[Stored items]
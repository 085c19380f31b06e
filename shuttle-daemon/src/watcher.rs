//! Debounced change watcher.
//!
//! Turns filesystem events into `ForceUpload` syncs of tracked files. The
//! watcher owns its debounce map and the set of watched directories; the
//! engine does the transfer on the blocking pool, so the event loop never
//! waits on the store.

use std::collections::{BTreeMap, HashMap, HashSet};
use std::fs;
use std::path::{Path, PathBuf};
use std::sync::Arc;
use std::time::Duration;

use notify::{recommended_watcher, Event, EventKind, RecommendedWatcher, RecursiveMode, Watcher};
use tokio::sync::{broadcast, mpsc};
use tokio::time::Instant;

use shuttle_core::paths::is_tmp_artifact;
use shuttle_core::registry::lock;
use shuttle_core::{has_allowed_extension, ShuttleConfig, SyncDirection};
use shuttle_sync::SyncEngine;

use crate::error::{io_err, DaemonError};
use crate::paths::REWATCH_INTERVAL;

/// Entries older than this are dropped from the debounce map.
const DEBOUNCE_RETENTION: Duration = Duration::from_secs(30);

#[derive(Debug, Clone)]
pub struct WatcherSettings {
    pub debounce: Duration,
    pub rewatch_interval: Duration,
    /// Watched recursively when set.
    pub editor_dir: Option<PathBuf>,
    /// Track and upload allow-listed files that appear in the sync directory.
    pub auto_track: bool,
}

impl WatcherSettings {
    pub fn from_config(config: &ShuttleConfig) -> Self {
        Self {
            debounce: config.debounce_window(),
            rewatch_interval: REWATCH_INTERVAL,
            editor_dir: config.editor.data_dir.clone(),
            auto_track: false,
        }
    }

    pub fn with_auto_track(mut self, auto_track: bool) -> Self {
        self.auto_track = auto_track;
        self
    }
}

// ---------------------------------------------------------------------------
// Debounce
// ---------------------------------------------------------------------------

/// Per-path debounce measured from the last trigger: events inside the
/// window after a trigger are dropped and do not extend it.
#[derive(Debug)]
pub struct Debouncer {
    window: Duration,
    last: HashMap<PathBuf, Instant>,
}

impl Debouncer {
    pub fn new(window: Duration) -> Self {
        Self {
            window,
            last: HashMap::new(),
        }
    }

    pub fn should_fire(&mut self, path: &Path, now: Instant) -> bool {
        let horizon = DEBOUNCE_RETENTION.max(self.window);
        self.last
            .retain(|_, fired_at| now.duration_since(*fired_at) <= horizon);
        match self.last.get(path) {
            Some(fired_at) if now.duration_since(*fired_at) < self.window => false,
            _ => {
                self.last.insert(path.to_path_buf(), now);
                true
            }
        }
    }

    pub fn len(&self) -> usize {
        self.last.len()
    }

    pub fn is_empty(&self) -> bool {
        self.last.is_empty()
    }
}

// ---------------------------------------------------------------------------
// Watcher
// ---------------------------------------------------------------------------

pub struct ChangeWatcher {
    engine: Arc<SyncEngine>,
    settings: WatcherSettings,
    debouncer: Debouncer,
    watched: HashSet<PathBuf>,
    sync_dir: PathBuf,
}

impl ChangeWatcher {
    pub fn new(engine: Arc<SyncEngine>, settings: WatcherSettings) -> Self {
        // Canonical so FSEvents real paths (/private/var/...) match starts_with.
        let sync_dir = fs::canonicalize(engine.sync_dir())
            .unwrap_or_else(|_| engine.sync_dir().to_path_buf());
        Self {
            debouncer: Debouncer::new(settings.debounce),
            engine,
            settings,
            watched: HashSet::new(),
            sync_dir,
        }
    }

    pub fn settings(&self) -> &WatcherSettings {
        &self.settings
    }

    /// Watch until shutdown. Returns an error only if the OS watcher cannot
    /// be created.
    pub async fn run(mut self, mut shutdown_rx: broadcast::Receiver<()>) -> Result<(), DaemonError> {
        if self.settings.auto_track {
            let dir = self.engine.sync_dir().to_path_buf();
            fs::create_dir_all(&dir).map_err(|e| io_err(&dir, e))?;
            self.sync_dir = fs::canonicalize(&dir).unwrap_or(dir);
        }

        let (event_tx, mut event_rx) = mpsc::unbounded_channel::<notify::Result<Event>>();
        let mut watcher: RecommendedWatcher = recommended_watcher(move |event| {
            let _ = event_tx.send(event);
        })?;
        self.refresh_watches(&mut watcher);

        let mut rewatch = tokio::time::interval(self.settings.rewatch_interval);
        rewatch.set_missed_tick_behavior(tokio::time::MissedTickBehavior::Skip);
        rewatch.tick().await;

        loop {
            tokio::select! {
                _ = shutdown_rx.recv() => break,
                _ = rewatch.tick() => self.refresh_watches(&mut watcher),
                event = event_rx.recv() => {
                    let Some(event) = event else { break };
                    let event = match event {
                        Ok(event) => event,
                        Err(err) => {
                            tracing::warn!(error = %err, "watcher event error");
                            continue;
                        }
                    };
                    for path in self.triggered_paths(&event, Instant::now()) {
                        self.dispatch(path);
                    }
                }
            }
        }

        tracing::info!(watched = self.watched.len(), "change watcher stopped");
        Ok(())
    }

    /// Tracked paths that `event` should upload now.
    pub fn triggered_paths(&mut self, event: &Event, now: Instant) -> Vec<PathBuf> {
        if !is_relevant_event_kind(&event.kind) {
            return Vec::new();
        }
        let mut triggered = Vec::new();
        for path in &event.paths {
            let Some(target) = self.resolve(path) else {
                continue;
            };
            if self.engine.is_settled(&target) {
                tracing::trace!(path = %target.display(), "unchanged since last sync");
                continue;
            }
            if !self.debouncer.should_fire(&target, now) {
                tracing::trace!(path = %target.display(), "debounced");
                continue;
            }
            if !triggered.contains(&target) {
                triggered.push(target);
            }
        }
        triggered
    }

    fn resolve(&self, path: &Path) -> Option<PathBuf> {
        if is_tmp_artifact(path) {
            return None;
        }
        if let Some(tracked) = lock(self.engine.registry()).resolve(path) {
            return Some(tracked);
        }
        let adoptable = self.settings.auto_track
            && path.starts_with(&self.sync_dir)
            && has_allowed_extension(path, self.engine.extensions())
            && path.is_file();
        adoptable.then(|| path.to_path_buf())
    }

    fn dispatch(&self, path: PathBuf) {
        let engine = self.engine.clone();
        tokio::task::spawn_blocking(move || {
            // A download may have finished between the event and now.
            if engine.is_settled(&path) {
                return;
            }
            match engine.sync_one(&path, SyncDirection::ForceUpload) {
                Ok(outcome) => {
                    tracing::info!(path = %path.display(), ?outcome, "watcher-triggered sync")
                }
                Err(err) => {
                    tracing::warn!(path = %path.display(), error = %err, "watcher-triggered sync failed")
                }
            }
        });
    }

    /// Directories the watcher should cover right now, with their mode.
    pub fn watch_targets(&self) -> BTreeMap<PathBuf, RecursiveMode> {
        let mut targets = BTreeMap::new();
        for tracked in lock(self.engine.registry()).snapshot() {
            if let Some(parent) = tracked.parent() {
                targets.insert(parent.to_path_buf(), RecursiveMode::NonRecursive);
            }
        }
        if self.settings.auto_track {
            targets.insert(self.sync_dir.clone(), RecursiveMode::NonRecursive);
        }
        if let Some(editor_dir) = &self.settings.editor_dir {
            targets.insert(editor_dir.clone(), RecursiveMode::Recursive);
        }
        targets
    }

    fn refresh_watches(&mut self, watcher: &mut RecommendedWatcher) {
        for (dir, mode) in self.watch_targets() {
            if self.watched.contains(&dir) || !dir.is_dir() {
                continue;
            }
            match watcher.watch(&dir, mode) {
                Ok(()) => {
                    tracing::debug!(path = %dir.display(), ?mode, "watching directory");
                    self.watched.insert(dir);
                }
                Err(err) => {
                    tracing::warn!(path = %dir.display(), error = %err, "cannot watch directory")
                }
            }
        }
    }
}

fn is_relevant_event_kind(kind: &EventKind) -> bool {
    matches!(kind, EventKind::Create(_) | EventKind::Modify(_))
}

#[cfg(test)]
mod tests {
    use super::*;
    use notify::event::{CreateKind, DataChange, ModifyKind, RemoveKind};
    use shuttle_core::TrackedFileRegistry;
    use shuttle_sync::MemoryBlobStore;
    use tempfile::TempDir;
    use tokio::time::advance;

    fn modify(path: &Path) -> Event {
        Event::new(EventKind::Modify(ModifyKind::Data(DataChange::Content))).add_path(path.into())
    }

    struct Setup {
        home: TempDir,
        engine: Arc<SyncEngine>,
    }

    impl Setup {
        fn new() -> Self {
            let home = TempDir::new().expect("home");
            let registry = TrackedFileRegistry::open_at(home.path())
                .expect("registry")
                .into_shared();
            let engine = SyncEngine::new(
                Arc::new(MemoryBlobStore::new()),
                registry,
                home.path().join("sync"),
            )
            .with_extensions(vec!["txt".into()]);
            Self {
                home,
                engine: Arc::new(engine),
            }
        }

        fn tracked(&self, name: &str) -> PathBuf {
            let path = self.home.path().join("work").join(name);
            fs::create_dir_all(path.parent().unwrap()).unwrap();
            fs::write(&path, "body").unwrap();
            lock(self.engine.registry()).add(&path).unwrap();
            path
        }

        fn watcher(&self, auto_track: bool) -> ChangeWatcher {
            let settings = WatcherSettings {
                debounce: Duration::from_secs(2),
                rewatch_interval: REWATCH_INTERVAL,
                editor_dir: Some(self.home.path().join("editor")),
                auto_track,
            };
            ChangeWatcher::new(self.engine.clone(), settings)
        }
    }

    #[tokio::test(start_paused = true, flavor = "current_thread")]
    async fn five_saves_in_one_and_a_half_seconds_trigger_once() {
        let mut debounce = Debouncer::new(Duration::from_secs(2));
        let path = PathBuf::from("/work/notes.txt");
        let mut triggers = 0usize;

        for _ in 0..5 {
            if debounce.should_fire(&path, Instant::now()) {
                triggers += 1;
            }
            advance(Duration::from_millis(375)).await;
        }
        assert_eq!(triggers, 1, "rapid saves collapse to one upload trigger");

        advance(Duration::from_millis(600)).await;
        assert!(debounce.should_fire(&path, Instant::now()), "window elapsed");
    }

    #[tokio::test(start_paused = true, flavor = "current_thread")]
    async fn window_is_measured_from_the_last_trigger() {
        let mut debounce = Debouncer::new(Duration::from_secs(2));
        let path = PathBuf::from("/work/notes.txt");

        assert!(debounce.should_fire(&path, Instant::now()));
        advance(Duration::from_millis(1_900)).await;
        assert!(!debounce.should_fire(&path, Instant::now()));
        advance(Duration::from_millis(200)).await;
        assert!(debounce.should_fire(&path, Instant::now()));
    }

    #[tokio::test(start_paused = true, flavor = "current_thread")]
    async fn stale_entries_are_pruned() {
        let mut debounce = Debouncer::new(Duration::from_millis(100));
        debounce.should_fire(Path::new("/a.txt"), Instant::now());
        advance(Duration::from_secs(31)).await;
        debounce.should_fire(Path::new("/b.txt"), Instant::now());
        assert_eq!(debounce.len(), 1);
    }

    #[tokio::test(start_paused = true, flavor = "current_thread")]
    async fn events_resolve_to_tracked_files() {
        let setup = Setup::new();
        let notes = setup.tracked("notes.txt");
        let mut watcher = setup.watcher(false);

        // Editor saved through a sibling and renamed it over the original.
        let elsewhere = setup.home.path().join("editor/notes.txt");
        assert_eq!(watcher.triggered_paths(&modify(&elsewhere), Instant::now()), vec![notes]);

        let untracked = setup.home.path().join("work/other.txt");
        assert!(watcher
            .triggered_paths(&modify(&untracked), Instant::now())
            .is_empty());
    }

    #[tokio::test(start_paused = true, flavor = "current_thread")]
    async fn temp_files_and_removals_are_ignored() {
        let setup = Setup::new();
        let notes = setup.tracked("notes.txt");
        let mut watcher = setup.watcher(false);

        let tmp = shuttle_core::paths::tmp_sibling(&notes);
        assert!(watcher.triggered_paths(&modify(&tmp), Instant::now()).is_empty());

        let removed = Event::new(EventKind::Remove(RemoveKind::File)).add_path(notes.clone());
        assert!(watcher.triggered_paths(&removed, Instant::now()).is_empty());
    }

    #[tokio::test(start_paused = true, flavor = "current_thread")]
    async fn settled_files_do_not_bounce_back() {
        let setup = Setup::new();
        let notes = setup.tracked("notes.txt");
        setup
            .engine
            .sync_one(&notes, SyncDirection::ForceUpload)
            .unwrap();
        let mut watcher = setup.watcher(false);

        assert!(watcher.triggered_paths(&modify(&notes), Instant::now()).is_empty());
        assert!(watcher.debouncer.is_empty(), "settled events spend no window");
    }

    #[tokio::test(start_paused = true, flavor = "current_thread")]
    async fn auto_track_adopts_allow_listed_files_in_sync_dir() {
        let setup = Setup::new();
        let sync_dir = setup.home.path().join("sync");
        fs::create_dir_all(&sync_dir).unwrap();
        let report = sync_dir.join("report.txt");
        let image = sync_dir.join("image.png");
        fs::write(&report, "r").unwrap();
        fs::write(&image, "i").unwrap();

        let mut passive = setup.watcher(false);
        assert!(passive.triggered_paths(&modify(&report), Instant::now()).is_empty());

        let mut adopting = setup.watcher(true);
        let created = Event::new(EventKind::Create(CreateKind::File))
            .add_path(report.clone())
            .add_path(image);
        assert_eq!(adopting.triggered_paths(&created, Instant::now()), vec![report]);
    }

    #[test]
    fn watch_targets_cover_parents_editor_dir_and_sync_dir() {
        let setup = Setup::new();
        let notes = setup.tracked("notes.txt");
        let watcher = setup.watcher(true);

        let targets = watcher.watch_targets();
        assert_eq!(
            targets.get(notes.parent().unwrap()),
            Some(&RecursiveMode::NonRecursive)
        );
        assert_eq!(
            targets.get(&setup.home.path().join("editor")),
            Some(&RecursiveMode::Recursive)
        );
        assert!(targets.contains_key(&watcher.sync_dir));
    }
}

*EXERCISE*. For this task, write out exactly the lines of the entries above, starting at the line with "self.dispatch(path);" and ending at the line with "pub fn triggered_paths(&mut", both included, and no others.

*EXERCISE RESPONSE*.
                        self.dispatch(path);
                    }
                }
            }
        }

        tracing::info!(watched = self.watched.len(), "change watcher stopped");
        Ok(())
    }

    /// Tracked paths that `event` should upload now.
    pub fn triggered_paths(&mut self, event: &Event, now: Instant) -> Vec<PathBuf> {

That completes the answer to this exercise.